A Wicked Scoff...Recipes and Food with Newfoundland and New England Influences.

This blog is dedicated to bring recipes, photographs, anecdotes, reviews and other insights on everything food related. As the name suggests, "A Wicked Scoff" will have a regional flare, a fusion if you will, of both Newfoundland and New England perspectives of the culinary world around me. Thanks for visiting and please come back often as updates will be frequent. Oh yeah, I also like tasting and cooking with regional beers. Expect a beer of the month, often paired with recipes.

Thursday, January 6, 2011

Maple-Nut Granola

With a new year, comes new resolutions. For many people, these "resolutions" revolve around food and diet. For me, one thing I am making a conscious effort to do this year  is to make more posts featuring wholesome and healthy foods. While I maintain a pretty healthy diet, that may not seem so obvious all the time here at A Wicked Scoff, however many of the posts I make are actually weekend "treats" and not my everyday diet.

Besides posting healthier options, another goal of mine is to take recipes and make them even more nutritious than they already are by adding making subtle changes such as using leaner cuts of meat, adding fiber through the addition of beans, wholegrains or brown rice, and by getting as many fruits and vegetables into recipes as possible. A great example of this is a chicken and rice soup I made earlier this week and will be featuring in a blog post next week. Besides the standard chicken, onion, celery and carrots that I put in any chicken soup, I boosted the wholesomeness by making my own chicken stock, using brown rice instead of white rice, and also by adding kale, a dark green leafy vegetable that is super healthy and packed with essential vitamins. Just to give you a preview, it was one of the best pots of soup I have ever made. It was impossible to tell the difference between the rice (brown not white), and the kale was mild and undetectable in the flavor.The whole thing blended beautifully and it made for hearty guilt free lunches all week long.

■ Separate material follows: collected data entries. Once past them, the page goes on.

//! Platform, engine and browser enumerations and their compatibility tables

use super::error::UserAgentError;
use serde::{Deserialize, Serialize};
use std::fmt;
use std::str::FromStr;

/// Operating system reported in the platform fragment
#[derive(Debug, Clone, Copy, PartialEq, Eq, Hash, Serialize, Deserialize)]
pub enum Platform {
    Windows,
    Macintosh,
    Linux,
    Android,
    #[serde(rename = "IOS")]
    Ios,
}

/// Rendering engine reported after the platform fragment
#[derive(Debug, Clone, Copy, PartialEq, Eq, Hash, Serialize, Deserialize)]
pub enum Engine {
    AppleWebKit,
    Gecko,
    Blink,
}

/// Browser reported in the trailing fragment
#[derive(Debug, Clone, Copy, PartialEq, Eq, Hash, Serialize, Deserialize)]
pub enum Browser {
    Chrome,
    Firefox,
    Safari,
    Opera,
    Edge,
    Yandex,
}

/// Engines a platform may report. Platforms not listed accept every engine.
const PLATFORM_ENGINES: &[(Platform, &[Engine])] = &[(Platform::Ios, &[Engine::AppleWebKit])];

/// Browsers built on each engine
const ENGINE_BROWSERS: &[(Engine, &[Browser])] = &[
    (Engine::AppleWebKit, &[Browser::Safari]),
    (
        Engine::Blink,
        &[Browser::Chrome, Browser::Opera, Browser::Edge, Browser::Yandex],
    ),
    (Engine::Gecko, &[Browser::Firefox]),
];

impl Platform {
    pub const ALL: [Platform; 5] = [
        Platform::Windows,
        Platform::Macintosh,
        Platform::Linux,
        Platform::Android,
        Platform::Ios,
    ];

    pub fn as_str(&self) -> &'static str {
        match self {
            Platform::Windows => "Windows",
            Platform::Macintosh => "Macintosh",
            Platform::Linux => "Linux",
            Platform::Android => "Android",
            Platform::Ios => "IOS",
        }
    }

    /// Engines this platform may be paired with
    pub fn engines(&self) -> &'static [Engine] {
        PLATFORM_ENGINES
            .iter()
            .find(|(platform, _)| platform == self)
            .map(|(_, engines)| *engines)
            .unwrap_or(&Engine::ALL)
    }
}

impl Engine {
    pub const ALL: [Engine; 3] = [Engine::AppleWebKit, Engine::Gecko, Engine::Blink];

    pub fn as_str(&self) -> &'static str {
        match self {
            Engine::AppleWebKit => "AppleWebKit",
            Engine::Gecko => "Gecko",
            Engine::Blink => "Blink",
        }
    }

    /// Browsers built on this engine
    pub fn browsers(&self) -> &'static [Browser] {
        ENGINE_BROWSERS
            .iter()
            .find(|(engine, _)| engine == self)
            .map(|(_, browsers)| *browsers)
            .unwrap_or(&Browser::ALL)
    }
}

impl Browser {
    pub const ALL: [Browser; 6] = [
        Browser::Chrome,
        Browser::Firefox,
        Browser::Safari,
        Browser::Opera,
        Browser::Edge,
        Browser::Yandex,
    ];

    pub fn as_str(&self) -> &'static str {
        match self {
            Browser::Chrome => "Chrome",
            Browser::Firefox => "Firefox",
            Browser::Safari => "Safari",
            Browser::Opera => "Opera",
            Browser::Edge => "Edge",
            Browser::Yandex => "Yandex",
        }
    }

    /// Vendor token inserted between the Chrome and Safari tokens of Chromium forks
    pub fn vendor_token(&self) -> Option<&'static str> {
        match self {
            Browser::Opera => Some("Opera"),
            Browser::Edge => Some("Edg"),
            Browser::Yandex => Some("YaBrowser"),
            Browser::Chrome | Browser::Firefox | Browser::Safari => None,
        }
    }

    /// Whether the fragment carries the `Chrome/... Safari/...` pair
    pub fn is_chromium(&self) -> bool {
        matches!(
            self,
            Browser::Chrome | Browser::Opera | Browser::Edge | Browser::Yandex
        )
    }
}

fn parse_named<T: Copy>(
    value: &str,
    all: &[T],
    name: impl Fn(&T) -> &'static str,
) -> Option<T> {
    let value = value.trim();
    all.iter()
        .find(|candidate| name(*candidate).eq_ignore_ascii_case(value))
        .copied()
}

impl FromStr for Platform {
    type Err = UserAgentError;

    fn from_str(s: &str) -> Result<Self, Self::Err> {
        parse_named(s, &Platform::ALL, Platform::as_str)
            .ok_or_else(|| UserAgentError::UnsupportedPlatform(s.to_string()))
    }
}

impl FromStr for Engine {
    type Err = UserAgentError;

    fn from_str(s: &str) -> Result<Self, Self::Err> {
        parse_named(s, &Engine::ALL, Engine::as_str)
            .ok_or_else(|| UserAgentError::UnsupportedEngine(s.to_string()))
    }
}

impl FromStr for Browser {
    type Err = UserAgentError;

    fn from_str(s: &str) -> Result<Self, Self::Err> {
        parse_named(s, &Browser::ALL, Browser::as_str)
            .ok_or_else(|| UserAgentError::UnsupportedBrowser(s.to_string()))
    }
}

impl fmt::Display for Platform {
    fn fmt(&self, f: &mut fmt::Formatter<'_>) -> fmt::Result {
        f.write_str(self.as_str())
    }
}

impl fmt::Display for Engine {
    fn fmt(&self, f: &mut fmt::Formatter<'_>) -> fmt::Result {
        f.write_str(self.as_str())
    }
}

impl fmt::Display for Browser {
    fn fmt(&self, f: &mut fmt::Formatter<'_>) -> fmt::Result {
        f.write_str(self.as_str())
    }
}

So, with that being said, my first idea for a homemade healthy recipe was granola. I love granola, but have never tried to make it before. It is very healthy, full of great ingredients such as oats, nuts, dried fruit, but it is usually pretty expensive to buy, especially the organic stuff. After doing a little Internet research on some different recipes, I had a good idea of proportions of the ingredients and appropriate cooking times. Here is what I came up with.

Maple-Nut Granola

Ingredients:
1/4 cup vegetable oil
2/3 cup pure maple syrup
2 Tbsp honey
1 Tbsp pure vanilla extract
4 cups rolled oats (old fashioned, not the quick cooking)
1/4 cup wheat germ
1 cup of mixed nuts, rough chopped (I used a mix of pecans, almonds, cashews, hazelnuts, brazil nuts)
1/4 cup slivered almonds
1/2 cup shredded coconut
1 cup dried fruit (I used half dried cranberries/half raisins)
pinch of salt

Directions:
Preheat oven to 250  degrees.
In a small saucepan, heat the maple syrup, oil and honey over medium heat. Cook until warmed through and all the ingredients are well encorporated. Remove from the heat and add the vanilla extract.
In a large bowl, combine all the dry ingredients, with the exception of the dried fruit, mix well and add the warm syrup mixture. Combine well and spread the mixture evenly over a cookie/baking sheet. Bake for approximately 1 hour and 15 minutes. Stir the mixture every 20 minutes or so to ensure even browning.
Remove from the oven, pour in a large bowl and mix in the dried fruit.
Store the granola in an airtight container. Will last at room temperature for 2 weeks, but I really doubt there will be any left by then.

Use the granola as an additive to your favorite cereal, a topping to fruit and yogurt parfaits, or as a snack on its own. I know you will enjoy this one, and feel free to experiment with the fruit and nuts.